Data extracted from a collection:
BEGIN

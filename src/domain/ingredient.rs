// ==========================================
// 饲料配方优化系统 - 原料领域模型
// ==========================================
// 职责: 原料值对象 + 导入中间结构体
// 红线: 原料加入目录后不可变,编辑 = 整体替换
// ==========================================

use crate::domain::error::ValidationError;
use crate::domain::types::{Category, Nutrient, NutrientProfile};
use serde::{Deserialize, Serialize};

// ==========================================
// Ingredient - 原料
// ==========================================
// 主键: name（非空,目录内唯一,区分大小写）
#[derive(Debug, Clone, PartialEq, Serialize, Deserialize)]
pub struct Ingredient {
    name: String,
    category: Category,
    nutrients: NutrientProfile,
    cost: f64, // 单价（货币/kg）
}

impl Ingredient {
    /// 创建并校验原料
    ///
    /// # 校验
    /// - name 去除首尾空白后非空
    /// - 四项营养值与 cost 均为有限非负数
    pub fn new(
        name: impl Into<String>,
        category: Category,
        nutrients: NutrientProfile,
        cost: f64,
    ) -> Result<Self, ValidationError> {
        let ingredient = Self {
            name: name.into().trim().to_string(),
            category,
            nutrients,
            cost,
        };
        ingredient.validate()?;
        Ok(ingredient)
    }

    /// 重新校验（反序列化得到的实例不经过 new）
    pub fn validate(&self) -> Result<(), ValidationError> {
        if self.name.trim().is_empty() {
            return Err(ValidationError::EmptyName);
        }

        for nutrient in Nutrient::ALL {
            check_non_negative(&self.name, nutrient.field_name(), self.nutrients.get(nutrient))?;
        }
        check_non_negative(&self.name, "cost", self.cost)
    }

    pub fn name(&self) -> &str {
        &self.name
    }

    pub fn category(&self) -> Category {
        self.category
    }

    pub fn nutrients(&self) -> &NutrientProfile {
        &self.nutrients
    }

    pub fn nutrient(&self, nutrient: Nutrient) -> f64 {
        self.nutrients.get(nutrient)
    }

    pub fn cost(&self) -> f64 {
        self.cost
    }
}

fn check_non_negative(name: &str, field: &str, value: f64) -> Result<(), ValidationError> {
    if !value.is_finite() || value < 0.0 {
        return Err(ValidationError::InvalidValue {
            name: name.to_string(),
            field: field.to_string(),
            value,
        });
    }
    Ok(())
}

// ==========================================
// IngredientRow - 导入中间结构体
// ==========================================
// 用途: 表格行（单元格原文）→ 目录批量合并
// 约定: None = 列不存在; Some("") = 单元格为空
#[derive(Debug, Clone, Default, PartialEq, Serialize, Deserialize)]
pub struct IngredientRow {
    pub row_number: usize, // 原始文件行号（用于校验报告）
    pub name: Option<String>,
    pub category: Option<String>,
    pub crude_protein: Option<String>,
    pub energy: Option<String>,
    pub fibre: Option<String>,
    pub calcium: Option<String>,
    pub cost: Option<String>,
}

impl IngredientRow {
    /// 按营养指标取原始单元格
    pub fn nutrient_cell(&self, nutrient: Nutrient) -> Option<&str> {
        match nutrient {
            Nutrient::CrudeProtein => self.crude_protein.as_deref(),
            Nutrient::Energy => self.energy.as_deref(),
            Nutrient::Fibre => self.fibre.as_deref(),
            Nutrient::Calcium => self.calcium.as_deref(),
        }
    }

    /// 由已校验原料生成行（用于编辑表格/导出）
    pub fn from_ingredient(row_number: usize, ingredient: &Ingredient) -> Self {
        let n = ingredient.nutrients();
        Self {
            row_number,
            name: Some(ingredient.name().to_string()),
            category: Some(ingredient.category().label().to_string()),
            crude_protein: Some(n.crude_protein.to_string()),
            energy: Some(n.energy.to_string()),
            fibre: Some(n.fibre.to_string()),
            calcium: Some(n.calcium.to_string()),
            cost: Some(ingredient.cost().to_string()),
        }
    }
}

END

*PROBLEM DESCRIPTION*
Go through the records above. Copy each line in which the string "ValidationError" appears.

*PROBLEM SOLUTION*
use crate::domain::error::ValidationError;
    ) -> Result<Self, ValidationError> {
    pub fn validate(&self) -> Result<(), ValidationError> {
            return Err(ValidationError::EmptyName);
fn check_non_negative(name: &str, field: &str, value: f64) -> Result<(), ValidationError> {
        return Err(ValidationError::InvalidValue {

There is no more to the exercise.